My favourite books of 2016
Ok, so this is a bit late - but here are three books that really stood out for me last year. Part of the reason I've delayed this post is I wanted to write in more detail about each of these books, but since I haven't gotten round to that, I at least wanted to briefly share these:
1. Impro -- Keith Johnstone
A book about theatre and improvisation that's about so much more than theatre and improvisation - a book about social interaction and identity, how we perceive ourselves and others, and the things that constrain us. I found this incredibly dense with insights and wisdom - I'm not sure I've ever highlighted/commented in a book so much, or so strongly felt I needed to read a book multiple times to even begin to make the most of it. Keith Johnstone's TED talk is also excellent - definitely my favourite TED talk ever.
I don't even really know where to begin explaining what I got from this book , and I hope to write more about it at some point. I think the biggest thing for me was just realising how much I'm holding back all the time out of fear of being judged, how afraid I am to express myself, of doing the wrong thing, of allowing myself to look silly.
Thanks to Uri Bram for buying this book for me years ago, and somehow knowing it was exactly what I needed well before I was able to see it myself. I somehow couldn't get into it until this year - I think I just wasn't quite in the right place.
2. I Am A Strange Loop -- Douglas Hofstadter
This is the book Hofstadter wrote years after Godel, Escher, Bach - in response to the fact he felt no-one really got what he was trying to say with GEB (despite the fact it was so popular.) I'm actually only reading GEB now, after having read this - I figured that if Strange Loop was supposed to be a clearer exposition of Hofstadter's ideas, it made sense to read it first. I feel like this was a good decision - I enjoyed it even more than I expected to, and I think I'm finding GEB easier to get into now - I tried reading it a few years ago and it somehow just didn't grab me enough.
I think part of the reason I liked this book so much is it really pushes all my nerd buttons.
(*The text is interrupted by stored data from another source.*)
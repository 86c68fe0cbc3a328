//! # Simulated drivetrain
//!
//! A kinematic stand-in for the real chassis: it integrates the commanded
//! field-relative speeds into a true pose and per-module wheel states, and
//! exposes those as `Signal` implementations so the odometry sampler reads
//! the simulation exactly the way it would read hardware.
//!
//! State is behind a mutex because the sampling thread reads the signals
//! while the main tick steps the integration.

// ---------------------------------------------------------------------------
// IMPORTS
// ---------------------------------------------------------------------------

// External
use nalgebra::Vector2;
use std::sync::{Arc, Mutex};

// Internal
use crate::geom::{rotate_vec, ChassisSpeeds, Pose2, Twist2};
use crate::odom_sampler::{Signal, SignalError};

// ---------------------------------------------------------------------------
// DATA STRUCTURES
// ---------------------------------------------------------------------------

/// The simulated drivetrain.
pub struct SimDrive {
    module_locations_m: Vec<Vector2<f64>>,
    state: Arc<Mutex<SimState>>,
}

/// Cumulative wheel state of one module.
#[derive(Debug, Copy, Clone, Default)]
struct SimModule {
    distance_m: f64,
    angle_rad: f64,
}

struct SimState {
    pose: Pose2,
    modules: Vec<SimModule>,

    /// The last commanded field-relative speeds
    command: ChassisSpeeds,
}

/// A sensor signal backed by the simulation state.
struct SimSignal {
    state: Arc<Mutex<SimState>>,
    kind: SimSignalKind,
}

// ---------------------------------------------------------------------------
// ENUMERATIONS
// ---------------------------------------------------------------------------

enum SimSignalKind {
    DriveDistance(usize),
    SteerAngle(usize),
    Yaw,
}

// ---------------------------------------------------------------------------
// IMPLEMENTATIONS
// ---------------------------------------------------------------------------

impl SimDrive {
    pub fn new(module_locations_m: Vec<Vector2<f64>>) -> Self {
        let modules = vec![SimModule::default(); module_locations_m.len()];

        Self {
            module_locations_m,
            state: Arc::new(Mutex::new(SimState {
                pose: Pose2::default(),
                modules,
                command: ChassisSpeeds::default(),
            })),
        }
    }

    /// Actuation input: set the field-relative velocity command.
    ///
    /// The module force hints are accepted to match the actuation contract
    /// but a kinematic simulation has no use for them.
    pub fn run_velocity(&self, speeds: ChassisSpeeds, _module_forces_n: &[[f64; 2]]) {
        let mut state = self.lock();
        state.command = speeds;
    }

    /// Integrate the current command over `dt_s`.
    pub fn step(&self, dt_s: f64) {
        let mut state = self.lock();

        // The command is field-relative, the twist is robot-relative
        let linear_rb = rotate_vec(
            &Vector2::new(state.command.vx_ms, state.command.vy_ms),
            -state.pose.heading_rad,
        );
        let omega = state.command.omega_rads;

        let twist = Twist2::new(linear_rb.x * dt_s, linear_rb.y * dt_s, omega * dt_s);
        state.pose = state.pose.exp(&twist);

        for (module, location) in state.modules.iter_mut().zip(&self.module_locations_m) {
            let velocity = Vector2::new(
                linear_rb.x - omega * location.y,
                linear_rb.y + omega * location.x,
            );
            let speed = velocity.norm();

            // A stationary module holds its steer angle
            if speed > 1e-9 {
                module.angle_rad = velocity.y.atan2(velocity.x);
            }
            module.distance_m += speed * dt_s;
        }
    }

    /// The true pose of the simulated robot, used as the vision source.
    pub fn true_pose(&self) -> Pose2 {
        self.lock().pose
    }

    /// Signal reading the cumulative drive distance of one module.
    pub fn drive_distance_signal(&self, module_index: usize) -> Box<dyn Signal> {
        self.signal(SimSignalKind::DriveDistance(module_index))
    }

    /// Signal reading the steer angle of one module.
    pub fn steer_angle_signal(&self, module_index: usize) -> Box<dyn Signal> {
        self.signal(SimSignalKind::SteerAngle(module_index))
    }

    /// Signal reading the gyro yaw.
    pub fn yaw_signal(&self) -> Box<dyn Signal> {
        self.signal(SimSignalKind::Yaw)
    }

    fn signal(&self, kind: SimSignalKind) -> Box<dyn Signal> {
        Box::new(SimSignal {
            state: self.state.clone(),
            kind,
        })
    }

    fn lock(&self) -> std::sync::MutexGuard<SimState> {
        self.state.lock().unwrap_or_else(|e| e.into_inner())
    }
}

impl Signal for SimSignal {
    fn read(&mut self) -> Result<f64, SignalError> {
        let state = self.state.lock().unwrap_or_else(|e| e.into_inner());

        let value = match self.kind {
            SimSignalKind::DriveDistance(i) => state
                .modules
                .get(i)
                .map(|m| m.distance_m)
                .ok_or_else(|| SignalError::ReadFailed(format!("no module {}", i)))?,
            SimSignalKind::SteerAngle(i) => state
                .modules
                .get(i)
                .map(|m| m.angle_rad)
                .ok_or_else(|| SignalError::ReadFailed(format!("no module {}", i)))?,
            SimSignalKind::Yaw => state.pose.heading_rad,
        };

        Ok(value)
    }
}

// ---------------------------------------------------------------------------
// TESTS
// ---------------------------------------------------------------------------

#[cfg(test)]
mod test {
    use super::*;

    fn square_chassis() -> SimDrive {
        SimDrive::new(vec![
            Vector2::new(0.3, 0.3),
            Vector2::new(0.3, -0.3),
            Vector2::new(-0.3, 0.3),
            Vector2::new(-0.3, -0.3),
        ])
    }

    #[test]
    fn test_straight_drive() {
        let sim = square_chassis();
        sim.run_velocity(ChassisSpeeds::new(1.0, 0.0, 0.0), &[]);

        for _ in 0..50 {
            sim.step(0.02);
        }

        let pose = sim.true_pose();
        assert!((pose.position_m.x - 1.0).abs() < 1e-9);
        assert!(pose.position_m.y.abs() < 1e-9);

        // Every wheel rolled 1 m pointing forward
        let state = sim.lock();
        for module in &state.modules {
            assert!((module.distance_m - 1.0).abs() < 1e-9);
            assert!(module.angle_rad.abs() < 1e-9);
        }
    }

    #[test]
    fn test_pure_rotation_holds_position() {
        let sim = square_chassis();
        sim.run_velocity(ChassisSpeeds::new(0.0, 0.0, 1.0), &[]);

        for _ in 0..50 {
            sim.step(0.02);
        }

        let pose = sim.true_pose();
        assert!(pose.position_m.x.abs() < 1e-9);
        assert!(pose.position_m.y.abs() < 1e-9);
        assert!((pose.heading_rad - 1.0).abs() < 1e-9);
    }

    #[test]
    fn test_signals_track_state() {
        let sim = square_chassis();
        let mut distance = sim.drive_distance_signal(0);
        let mut yaw = sim.yaw_signal();

        sim.run_velocity(ChassisSpeeds::new(1.0, 0.0, 0.0), &[]);
        sim.step(0.5);

        assert!((distance.read().unwrap() - 0.5).abs() < 1e-9);
        assert!(yaw.read().unwrap().abs() < 1e-9);
    }

    #[test]
    fn test_bad_module_index_fails_read() {
        let sim = square_chassis();
        let mut signal = sim.drive_distance_signal(10);
        assert!(signal.read().is_err());
    }
}
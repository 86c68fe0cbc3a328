//! Utility library for the swerve control software

// ---------------------------------------------------------------------------
// MODULES
// ---------------------------------------------------------------------------

pub mod archive;
pub mod host;
pub mod logger;
pub mod maths;
pub mod module;
pub mod params;
pub mod session;
pub mod time;
//! Generic parameter loading functions

// ---------------------------------------------------------------------------
// IMPORTS
// ---------------------------------------------------------------------------

use serde::de::DeserializeOwned;
use std::fs::read_to_string;
use thiserror::Error;

use crate::host;

// ---------------------------------------------------------------------------
// ENUMERATIONS
// ---------------------------------------------------------------------------

/// An error that occurs during loading of a parameter file.
#[derive(Debug, Error)]
pub enum LoadError {
    #[error(transparent)]
    HostError(#[from] host::HostError),

    #[error("Cannot load the parameter file: {0}")]
    FileLoadError(std::io::Error),

    #[error("Cannot read the parameter file: {0}")]
    DeserialiseError(toml::de::Error),
}

// ---------------------------------------------------------------------------
// PUBLIC FUNCTIONS
// ---------------------------------------------------------------------------

/// Load a parameter file.
///
/// The file path is relative to the software root's `params` directory.
pub fn load<P>(param_file_path: &str) -> Result<P, LoadError>
where
    P: DeserializeOwned,
{
    // Get the params dir
    let mut path = host::get_swerve_sw_root()?;
    path.push("params");
    path.push(param_file_path);

    // Load the file into a string
    let params_str = read_to_string(path).map_err(LoadError::FileLoadError)?;

    // Parse the string into the parameter struct
    toml::from_str(params_str.as_str()).map_err(LoadError::DeserialiseError)
}

/// Parse a parameter struct directly from a TOML string, rather than from a
/// file in the params directory.
pub fn from_str<P>(params_str: &str) -> Result<P, LoadError>
where
    P: DeserializeOwned,
{
    toml::from_str(params_str).map_err(LoadError::DeserialiseError)
}

// ---------------------------------------------------------------------------
// TESTS
// ---------------------------------------------------------------------------

#[cfg(test)]
mod test {
    use super::*;
    use serde::Deserialize;

    #[derive(Deserialize)]
    struct TestParams {
        gain: f64,
        names: Vec<String>,
    }

    #[test]
    fn test_from_str() {
        let params: TestParams = from_str(
            r#"
            gain = 2.5
            names = ["a", "b"]
            "#,
        )
        .unwrap();

        assert_eq!(params.gain, 2.5);
        assert_eq!(params.names, vec!["a", "b"]);
    }

    #[test]
    fn test_from_str_missing_key() {
        let result: Result<TestParams, LoadError> = from_str("gain = 2.5");

        assert!(matches!(result, Err(LoadError::DeserialiseError(_))));
    }
}
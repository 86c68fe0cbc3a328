//! Utility maths functions

// ---------------------------------------------------------------------------
// IMPORTS
// ---------------------------------------------------------------------------

use num_traits::Float;

// ---------------------------------------------------------------------------
// PUBLIC FUNCTIONS
// ---------------------------------------------------------------------------

/// Normalise an angle into the range `(-pi, pi]`.
pub fn wrap_to_pi<T>(angle: T) -> T
where
    T: Float,
{
    let pi = T::from(std::f64::consts::PI).unwrap();
    let tau = T::from(std::f64::consts::TAU).unwrap();

    // Shift into [0, 2pi) then back, so that exactly +pi stays +pi
    let wrapped = rem_euclid(pi - angle, tau);
    pi - wrapped
}

/// Get the shortest signed angular distance from `a` to `b`.
///
/// The result is in `(-pi, pi]`, positive when the shortest rotation from `a`
/// to `b` is anticlockwise.
pub fn ang_dist<T>(a: T, b: T) -> T
where
    T: Float,
{
    wrap_to_pi(b - a)
}

/// Linearly interpolate between `a` and `b` by the factor `t` in `[0, 1]`.
pub fn lerp<T>(a: T, b: T, t: T) -> T
where
    T: Float,
{
    a + (b - a) * t
}

/// Interpolate between two angles along the shortest arc, wrapping the result
/// into `(-pi, pi]`.
pub fn lerp_angle<T>(a: T, b: T, t: T) -> T
where
    T: Float,
{
    wrap_to_pi(a + ang_dist(a, b) * t)
}

/// Calculates the least nonnegative remainder of `lhs (mod rhs)`.
///
/// This function is taken from the std library as num is missing it.
pub fn rem_euclid<T>(lhs: T, rhs: T) -> T
where
    T: Float,
{
    let r = lhs % rhs;
    if r < T::from(0.0).unwrap() {
        r + rhs.abs()
    } else {
        r
    }
}

// ---------------------------------------------------------------------------
// TESTS
// ---------------------------------------------------------------------------

#[cfg(test)]
mod test {
    use super::*;

    const PI: f64 = std::f64::consts::PI;
    const TAU: f64 = std::f64::consts::TAU;

    #[test]
    fn test_wrap_to_pi() {
        assert!((wrap_to_pi(0.0f64)).abs() < 1e-12);
        assert!((wrap_to_pi(TAU) - 0.0).abs() < 1e-12);
        assert!((wrap_to_pi(PI + 0.5) - (-PI + 0.5)).abs() < 1e-12);
        assert!((wrap_to_pi(-PI - 0.5) - (PI - 0.5)).abs() < 1e-12);
        assert!((wrap_to_pi(3.0 * PI) - PI).abs() < 1e-12);

        // +pi is in range and must not wrap to -pi
        assert!((wrap_to_pi(PI) - PI).abs() < 1e-12);
        assert!((wrap_to_pi(-PI) - PI).abs() < 1e-12);
    }

    #[test]
    fn test_ang_dist() {
        assert!((ang_dist(1.0f64, 2.0) - 1.0).abs() < 1e-12);
        assert!((ang_dist(2.0f64, 1.0) + 1.0).abs() < 1e-12);
        assert!((ang_dist(0.0f64, TAU)).abs() < 1e-12);

        // Wrapping across the -pi/+pi seam takes the short way round
        assert!((ang_dist(PI - 0.1, -PI + 0.1) - 0.2).abs() < 1e-12);
        assert!((ang_dist(-PI + 0.1, PI - 0.1) + 0.2).abs() < 1e-12);
    }

    #[test]
    fn test_lerp_angle() {
        assert!((lerp_angle(0.0f64, 1.0, 0.5) - 0.5).abs() < 1e-12);

        // Interpolation across the seam stays on the short arc
        let mid = lerp_angle(PI - 0.1, -PI + 0.1, 0.5);
        assert!((mid.abs() - PI).abs() < 1e-9);
    }
}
I've always been fascinated by philosophical questions of consciousness and identity, as well as really enjoying mathematical logic and weird semantic paradoxes and self-reference. These had always seemed quite separate to me - so someone coming along and proposing to link them together, to explain consciousness using logic and self-reference, feels so satisfying to me. Hofstadter is also just an excellent, engaging writer - I think he uses stories and analogies in a really skilful way to make tricky concepts accessible and engaging.
I don't necessarily think Hofstadter manages to crack consciousness completely - but he certainly gave me a different way of thinking about it that I find really useful. Again, hope to write more about this at some point...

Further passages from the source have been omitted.